Keider Eduardo Montero (born July 6, 2000) is a Venezuelan professional baseball pitcher for the Detroit Tigers of Major League Baseball (MLB). He made his MLB debut in 2024.

==Career==
Montero signed with the Detroit Tigers as an international free agent on August 25, 2016. He made his professional debut in 2017 with the Dominican Summer League Tigers, posting a 4.02 ERA across 14 games (12 starts). Montero returned to the team the following year, recording a 2.14 ERA with 40 strikeouts across 15 contests.

Montero split the 2019 campaign with the rookie–level Gulf Coast League Tigers and Low–A Connecticut Tigers, making 10 combined starts and compiling a 4–3 record and 2.08 ERA with 49 strikeouts across 47 2/3 innings of work. He did not play in a game in 2020 due to the cancellation of the minor league season because of the COVID-19 pandemic.

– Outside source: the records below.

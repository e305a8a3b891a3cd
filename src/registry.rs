//! Provider registry: a process-wide table of provider-name to adapter
//! factory. Providers register themselves at lookup time rather than
//! singleton instances, so every `get` returns a fresh adapter.

use std::collections::HashMap;
use std::sync::Mutex;

use once_cell::sync::Lazy;

use crate::error::DeployerError;
use crate::providers::{Adapter, ProviderKind};

type Factory = fn() -> Box<dyn Adapter>;

static REGISTRY: Lazy<Mutex<HashMap<String, Factory>>> = Lazy::new(|| {
    let mut map: HashMap<String, Factory> = HashMap::new();
    map.insert("aws".to_string(), crate::providers::aws::new_adapter as Factory);
    map.insert("azure".to_string(), crate::providers::azure::new_adapter as Factory);
    map.insert("gcp".to_string(), crate::providers::gcp::new_adapter as Factory);
    Mutex::new(map)
});

/// Registers a provider factory under `name`. Re-registering the same
/// name with a different factory is a programmer error.
pub fn register(name: impl Into<String>, factory: Factory) {
    let mut guard = REGISTRY.lock().expect("provider registry poisoned");
    guard.insert(name.into(), factory);
}

/// Looks up and constructs a fresh adapter for `name`.
pub fn get(name: &str) -> Result<Box<dyn Adapter>, DeployerError> {
    let guard = REGISTRY.lock().expect("provider registry poisoned");
    match guard.get(name) {
        Some(factory) => Ok(factory()),
        None => Err(DeployerError::ProviderNotFound {
            requested: name.to_string(),
            available: list_providers(&guard),
        }),
    }
}

/// Looks up an adapter for a closed [`ProviderKind`] variant.
pub fn get_kind(kind: ProviderKind) -> Result<Box<dyn Adapter>, DeployerError> {
    get(kind.as_str())
}

pub fn is_registered(name: &str) -> bool {
    let guard = REGISTRY.lock().expect("provider registry poisoned");
    guard.contains_key(name)
}

pub fn list() -> Vec<String> {
    let guard = REGISTRY.lock().expect("provider registry poisoned");
    list_providers(&guard)
}

fn list_providers(guard: &HashMap<String, Factory>) -> Vec<String> {
    let mut names: Vec<String> = guard.keys().cloned().collect();
    names.sort();
    names
}

#[cfg(test)]
mod tests {
    use super::*;

    #[test]
    fn default_providers_are_registered() {
        assert!(is_registered("aws"));
        assert!(is_registered("azure"));
        assert!(is_registered("gcp"));
    }

    #[test]
    fn unknown_provider_is_not_found_error() {
        let err = get("openstack").unwrap_err();
        match err {
            DeployerError::ProviderNotFound { requested, available } => {
                assert_eq!(requested, "openstack");
                assert!(available.contains(&"aws".to_string()));
            }
            other => panic!("unexpected error variant: {other:?}"),
        }
    }

    #[test]
    fn list_is_sorted() {
        let names = list();
        let mut sorted = names.clone();
        sorted.sort();
        assert_eq!(names, sorted);
    }
}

Montero returned in action in 2021 to play for the High–A West Michigan Whitecaps, registering a 4–8 record and 5.28 ERA with 59 strikeouts across 15 starts. He remained with the club in 2022, posting a 7–7 record and 4.51 ERA with 101 strikeouts across 27 games (26 starts). Montero started 2023 with West Michigan before being promoted to the Double–A Erie SeaWolves and Triple–A Toledo Mud Hens. In 27 games (26 starts) between the three affiliates, he accumulated a 15–4 record and 4.66 ERA with 160 strikeouts across 127 1/3 innings pitched.

=== Detroit Tigers ===

==== 2024 ====
On November 14, 2023, the Tigers added Montero to their 40-man roster to protect him from the Rule 5 draft. He was optioned to Triple–A Toledo to begin the 2024 season. On May 29, 2024, Montero was promoted to the major leagues to make his Major League debut against the Pittsburgh Pirates in the second game of their doubleheader. He was the team's 27th man for the game and was sent down afterwards. He was called up again to start a game on June 26, but was sent down the next day when another pitcher was activated off the injured list. Montero was again called up on July 3, to start a game after starting pitcher Casey Mize had to be placed on the injured list. On September 10, he pitched a complete game shutout against the Colorado Rockies, while facing the minimum of 27 batters. He only allowed 3 hits, and all of them were forced out on double-plays. Montero made 19 appearances (16 starts) for Detroit during his rookie campaign, posting a 6–6 record and 4.76 ERA with 77 strikeouts across 98 1/3 innings pitched.

==== 2025 ====
Montero was optioned to Triple-A Toledo to begin the 2025 season. He was recalled April 15 in order to start the next day against the Milwaukee Brewers. Montero appeared in 20 games (12 starts) for the 2025 Tigers, posting a 5–3 record with a 4.37 ERA and 72 strikeouts in 90 2/3 innings. Montero earned a save in Game 1 of the 2025 American League Division Series against the Seattle Mariners, pitching a scoreless 11th inning.

==== 2026 ====
Montero was optioned to Triple-A Toledo to begin the 2026 season. He was recalled April 4 in order to start the next day after starting pitcher Justin Verlander had to be placed on the injured list.

==Pitch selection==
Montero throws four-seam and sinking two-seam fastballs, both in the 93 to 96 MPH range, with the four-seam topping out at 98 MPH. His primary off-speed pitch is a slider in the 83 to 86 MPH range. He also throws an occasional knuckle curve at 78 to 81 MPH and a changeup at 85 to 88 MPH.